The accepted view of Wolsey’s success in the North is that all was bad until in 1525 he re-established a Council of the North under the duke of Richmond’s nominal headship. There may be something in this, though it may owe rather too much to Dacre’s critics. Dacre’s own view was that there had been no increase in crime during his long period of office
137
– but then he was hardly likely to think otherwise. What needs to be stressed is that from 1515 when Albany first set foot in Scotland until 1524 when he left for the last time, the threat he posed was the Crown’s, and therefore Dacre’s, chief priority: more general considerations regarding the good government of the North came second. But as the Scottish threat subsided so a concern for law and order gradually crept up Wolsey’s list of priorities.

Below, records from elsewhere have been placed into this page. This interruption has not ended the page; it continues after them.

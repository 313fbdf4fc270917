//! Rapier-backed collision world for static level geometry.
//!
//! Builds an immutable Rapier scene from static collider definitions and exposes it to the
//! locomotion core through [`CollisionQueries`] (on a borrowed `QueryPipeline`) and
//! [`CapsuleMover`] (through [`RapierMover`], which wraps Rapier's
//! `KinematicCharacterController`).
//!
//! Determinism
//! - Definitions are inserted sorted by `id`, so the same input always builds the same sets.
//! - The world is query-only. Statics never move after [`CollisionWorld::build`].

pub use rapier3d;

use rapier3d::control::{CharacterAutostep, CharacterLength, KinematicCharacterController};
use rapier3d::parry::query::ShapeCastOptions;
use rapier3d::parry::shape::{Ball, Capsule};
use rapier3d::prelude::*;

use super::{CapsuleMover, CapsuleShape, CollisionQueries, MoveOutcome, QueryHit, contacts_from_shortfall};
use crate::config::KccSettings;
use crate::utils::{Quat, Vec3};

/// One immutable world collider.
///
/// Units are meters. For planes the surface normal is `rotation * +Y` and the surface passes
/// through `translation + normal * offset_along_normal`.
#[derive(Clone, Debug)]
pub struct StaticColliderDef {
    /// Stable identifier; insertion order follows it.
    pub id: u32,
    pub translation: Vec3,
    pub rotation: Quat,
    pub shape: StaticShape,
}

#[derive(Clone, Debug)]
pub enum StaticShape {
    /// Infinite half-space; solid below the surface.
    Plane { offset_along_normal: f32 },
    Cuboid { half_extents: Vec3 },
    Sphere { radius: f32 },
    CapsuleY { radius: f32, half_height: f32 },
    CylinderY { radius: f32, half_height: f32 },
}

/// Rapier sets holding the static geometry plus the phases needed to query it.
pub struct CollisionWorld {
    pub bodies: RigidBodySet,
    pub colliders: ColliderSet,
    pub broad_phase: BroadPhaseBvh,
    pub narrow_phase: NarrowPhase,
}

impl CollisionWorld {
    pub fn build(mut defs: Vec<StaticColliderDef>) -> Self {
        defs.sort_by_key(|d| d.id);

        let mut bodies = RigidBodySet::new();
        let mut colliders = ColliderSet::new();

        for def in &defs {
            let rb = RigidBodyBuilder::fixed().pose(to_isometry(def.translation, def.rotation)).build();
            let rb_handle = bodies.insert(rb);
            colliders.insert_with_parent(collider_from_def(def), rb_handle, &mut bodies);
        }

        // Collision detection only: refreshes the broad-phase BVH so queries can run.
        let mut broad_phase = BroadPhaseBvh::new();
        let mut narrow_phase = NarrowPhase::new();
        CollisionPipeline::new().step(
            0.0,
            &mut broad_phase,
            &mut narrow_phase,
            &mut bodies,
            &mut colliders,
            &(),
            &(),
        );

        log::debug!("Built collision world with {} static colliders", defs.len());

        Self {
            bodies,
            colliders,
            broad_phase,
            narrow_phase,
        }
    }

    /// Borrowed query view. Use `QueryFilter::only_fixed()` for pure static geometry.
    pub fn query_pipeline<'a>(&'a self, filter: QueryFilter<'a>) -> QueryPipeline<'a> {
        self.broad_phase.as_query_pipeline(
            self.narrow_phase.query_dispatcher(),
            &self.bodies,
            &self.colliders,
            filter,
        )
    }
}

/// The collider is attached to a fixed body carrying the pose, so every shape keeps an identity
/// local transform except the plane, which is shifted along its local +Y.
fn collider_from_def(def: &StaticColliderDef) -> Collider {
    match def.shape {
        StaticShape::Plane { offset_along_normal } => {
            ColliderBuilder::new(SharedShape::halfspace(Vector::y_axis()))
                .translation(vector![0.0, offset_along_normal, 0.0])
                .build()
        }
        StaticShape::Cuboid { half_extents } => {
            ColliderBuilder::cuboid(half_extents.x, half_extents.y, half_extents.z).build()
        }
        StaticShape::Sphere { radius } => ColliderBuilder::ball(radius).build(),
        StaticShape::CapsuleY { radius, half_height } => {
            ColliderBuilder::capsule_y(half_height, radius).build()
        }
        StaticShape::CylinderY { radius, half_height } => {
            ColliderBuilder::cylinder(half_height, radius).build()
        }
    }
}

#[inline]
fn to_vector(v: Vec3) -> Vector<f32> {
    vector![v.x, v.y, v.z]
}

#[inline]
fn from_vector(v: &Vector<f32>) -> Vec3 {
    Vec3::new(v.x, v.y, v.z)
}

fn to_isometry(translation: Vec3, rotation: Quat) -> Isometry<f32> {
    let q = rapier3d::na::UnitQuaternion::from_quaternion(rapier3d::na::Quaternion::new(
        rotation.w, rotation.i, rotation.j, rotation.k,
    ));
    Isometry::from_parts(rapier3d::na::Translation3::new(translation.x, translation.y, translation.z), q)
}

/// Orient a hit normal so it faces back against the cast direction.
fn facing_caster(normal: Vec3, direction: Vec3) -> Vec3 {
    if normal.dot(&direction) > 0.0 { -normal } else { normal }
}

impl CollisionQueries for QueryPipeline<'_> {
    fn cast_sphere(&self, origin: Vec3, radius: f32, direction: Vec3, max_distance: f32) -> Option<QueryHit> {
        let ball = Ball::new(radius.max(0.0));
        let pose = Isometry::translation(origin.x, origin.y, origin.z);
        let (_handle, hit) = self.cast_shape(
            &pose,
            &to_vector(direction),
            &ball,
            ShapeCastOptions::with_max_time_of_impact(max_distance.max(0.0)),
        )?;

        Some(QueryHit {
            distance: hit.time_of_impact,
            normal: facing_caster(from_vector(&hit.normal1), direction),
        })
    }

    fn cast_ray(&self, origin: Vec3, direction: Vec3, max_distance: f32) -> Option<QueryHit> {
        let ray = Ray::new(point![origin.x, origin.y, origin.z], to_vector(direction));
        let (_handle, hit) = self.cast_ray_and_get_normal(&ray, max_distance.max(0.0), true)?;

        Some(QueryHit {
            distance: hit.time_of_impact,
            normal: facing_caster(from_vector(&hit.normal), direction),
        })
    }
}

/// Build Rapier's character controller from archetype settings.
pub fn kinematic_controller(settings: &KccSettings) -> KinematicCharacterController {
    let autostep = (settings.autostep_max_height > 0.0).then(|| CharacterAutostep {
        max_height: CharacterLength::Absolute(settings.autostep_max_height),
        min_width: CharacterLength::Absolute(settings.autostep_min_width),
        include_dynamic_bodies: false,
    });
    let snap_to_ground =
        (settings.snap_to_ground > 0.0).then_some(CharacterLength::Absolute(settings.snap_to_ground));

    KinematicCharacterController {
        offset: CharacterLength::Absolute(settings.offset),
        slide: settings.slide,
        autostep,
        max_slope_climb_angle: settings.max_slope_climb_deg.to_radians(),
        min_slope_slide_angle: settings.min_slope_slide_deg.to_radians(),
        snap_to_ground,
        normal_nudge_factor: settings.normal_nudge_factor,
        ..KinematicCharacterController::default()
    }
}

/// [`CapsuleMover`] backed by Rapier's kinematic controller.
pub struct RapierMover<'p, 'w> {
    pub queries: &'p QueryPipeline<'w>,
    pub controller: &'p KinematicCharacterController,
}

impl CapsuleMover for RapierMover<'_, '_> {
    fn move_capsule(&self, capsule: CapsuleShape, center: Vec3, displacement: Vec3, dt: f32) -> MoveOutcome {
        let shape = Capsule::new_y(capsule.half_segment, capsule.radius);
        let pose = Isometry::translation(center.x, center.y, center.z);
        let corrected = self.controller.move_shape(
            dt,
            self.queries,
            &shape,
            &pose,
            to_vector(displacement),
            |_| {},
        );

        let actual = from_vector(&corrected.translation);
        MoveOutcome {
            displacement: actual,
            contacts: contacts_from_shortfall(displacement, actual, corrected.grounded),
        }
    }
}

At about the same time the number of cases appearing before Star Chamber was increasing so rapidly that he began to look for ways of lightening the load: the result was Richmond’s Council for, as well as exercising a more general supervisory role, it also acted as a court to which private suits could be brought. Whether the Council really solved the problems that it was designed to solve has been hotly debated. Lord Darcy took the rather jaundiced view that those in the North desired ‘to live under the king without commissioners, for at present if we do well, the commissioners get all the thanks, and if either we or any of the commissioners do badly the whole blame is laid to us’.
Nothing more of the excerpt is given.